La santé de notre bonne mère, si dangereusement atteinte lors de ton arrestation et de ton départ, s’est améliorée ; elle ne quitte cependant pas son lit ; elle éprouve encore de ces longs accès d’abattement, pendant lesquels elle ne semble ni voir, ni entendre, ce qui se passe autour d’elle ; mais, ses insomnies ont, en partie, cessé. Cette nuit, je l’ai veillée ; elle a bien reposé depuis deux heures du matin jusqu’au jour ; elle a dû faire un heureux songe en pensant à toi, mon ami ; sa douce et vénérable figure s’est épanouie pendant son sommeil ; par deux fois, elle a prononcé ton nom…

Nos enfants vont bien, et, à ma grande surprise, Albert, toujours si vif, si étourdi, si léger, semble, quoique moins âgé que sa sœur, mieux apprécier qu’elle certaines conséquences de ton exil. Albert, tu le sais, est assez peu soigneux ; hier, en nous aidant à nos préparatifs de déménagement, il a fait un accroc à sa blouse, il se désolait ; Honorine tâchait de l’apaiser.

– Notre pauvre papa n’est plus ici pour me donner des blouses neuves ; et maman et ma sœur auront la peine de raccommoder cet accroc, puisque tu t’en vas, Honorine – a-t-il répondu à notre servante.

Juliette, au contraire, au lieu de se montrer calme, réfléchie, contenue, selon son habitude, est, depuis ton départ, devenue très-bruyante, très-animée ; elle va, elle vient, elle ne peut rester un moment en place ; elle parle très-haut, sans trop souvent savoir ce qu’elle dit… J’ai fini par découvrir que la pauvre enfant cherchait à s’étourdir sur ton absence.

Tu te souviens que, lorsque nous t’avons accompagné depuis la prison jusqu’à la charrette,… Albert fondait en larmes ainsi que ta mère et moi ; Juliette seule ne pleurait pas, mais elle était d’une pâleur extraordinaire. Tu m’as regardée tristement, comme si un moment tu avais douté, malgré toi, de la tendresse de ta fille ; moi, j’étais loin d’en douter ; lorsque nous sommes rentrés à la maison, cette chère enfant s’est jetée à mon cou, en me disant :

– Pardon, mère,… je n’ai pas pu pleurer ; je ne peux pas pleurer… Mon Dieu ! ce n’est pas ma faute…
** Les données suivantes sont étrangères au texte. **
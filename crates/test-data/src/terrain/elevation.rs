//! Perlin noise-based elevation profiles along a route.

use noise::{NoiseFn, Perlin};
use rand::Rng;
use rand_distr::{Distribution, Normal};

/// Generates altitude as a function of distance travelled.
///
/// Several octaves of Perlin noise are summed so that profiles have long
/// climbs with small undulations on top, which is what prominence filtering
/// has to cope with on real recordings.
#[derive(Debug, Clone)]
pub struct ElevationGenerator {
    perlin: Perlin,
    /// Altitude the profile oscillates around, in meters.
    base_elevation: f64,
    /// Maximum deviation from the base, in meters.
    height_scale: f64,
    /// Noise cycles per meter of the lowest octave.
    frequency: f64,
    octaves: u32,
}

impl ElevationGenerator {
    pub fn new(seed: u32) -> Self {
        Self {
            perlin: Perlin::new(seed),
            base_elevation: 1500.0,
            height_scale: 300.0,
            frequency: 0.0004, // one major climb every few kilometers
            octaves: 4,
        }
    }

    /// Alpine terrain: high base and long, steep climbs.
    pub fn mountain(seed: u32) -> Self {
        Self {
            perlin: Perlin::new(seed),
            base_elevation: 2200.0,
            height_scale: 700.0,
            frequency: 0.0003,
            octaves: 5,
        }
    }

    /// Rolling hills with little total relief.
    pub fn rolling(seed: u32) -> Self {
        Self {
            perlin: Perlin::new(seed),
            base_elevation: 300.0,
            height_scale: 40.0,
            frequency: 0.001,
            octaves: 2,
        }
    }

    pub fn with_base_elevation(mut self, elevation: f64) -> Self {
        self.base_elevation = elevation;
        self
    }

    pub fn with_height_scale(mut self, scale: f64) -> Self {
        self.height_scale = scale;
        self
    }

    pub fn base_elevation(&self) -> f64 {
        self.base_elevation
    }

    pub fn height_scale(&self) -> f64 {
        self.height_scale
    }

    /// Altitude after `distance` meters along the route.
    pub fn elevation_at(&self, distance: f64) -> f64 {
        let mut total = 0.0;
        let mut amplitude = 1.0;
        let mut frequency = self.frequency;
        let mut max_amplitude = 0.0;

        for _ in 0..self.octaves {
            total += self.perlin.get([distance * frequency, 0.5]) * amplitude;
            max_amplitude += amplitude;
            amplitude *= 0.5;
            frequency *= 2.0;
        }

        self.base_elevation + (total / max_amplitude) * self.height_scale
    }

    /// Average grade between two distances, as a fraction.
    pub fn grade_between(&self, from: f64, to: f64) -> f64 {
        if (to - from).abs() < f64::EPSILON {
            return 0.0;
        }
        (self.elevation_at(to) - self.elevation_at(from)) / (to - from)
    }
}

/// Barometric/GPS altitude noise with the given standard deviation. A
/// non-positive deviation leaves the elevation untouched.
pub fn add_elevation_jitter(elevation: f64, rng: &mut impl Rng, std_dev: f64) -> f64 {
    if std_dev.is_nan() || std_dev <= 0.0 {
        return elevation;
    }
    match Normal::new(0.0, std_dev) {
        Ok(normal) => elevation + normal.sample(rng),
        Err(_) => elevation,
    }
}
Ensuite, elle a été saisie d’une sorte de convulsion, mais ses yeux demeurèrent toujours secs. Honorine, qui couche dans la chambre des enfants, m’a dit, que pendant la nuit, vers les trois heures du matin, elle avait entendu Juliette sangloter. Celle douleur vivement ressentie, mais longtemps contenue, concentrée, s’explique par le caractère généralement peu expansif, peu en dehors de cette chère enfant, de qui la sensibilité est pourtant, tu le sais, excessive. Du reste, je te le répète, mon ami, elle et son frère vont bien.

Nous avons commencé hier nos préparatifs de déménagement. Cela m’a surtout affligée pour ta mère, habituée depuis si longtemps à notre petit jardin, et à y cultiver ses fleurs qu’elle aimait tant !… Puis, sa chambre, exposée au midi, recevait le moindre rayon de soleil ; mais, pauvre ami, tu l’as senti toi-même, dans la situation plus que précaire où nous sommes tombés, puisque tu n’es plus ici, toi dont le travail nous faisait tous vivre, un appartement de neuf cents francs par an est pour nous maintenant un luxe impossible.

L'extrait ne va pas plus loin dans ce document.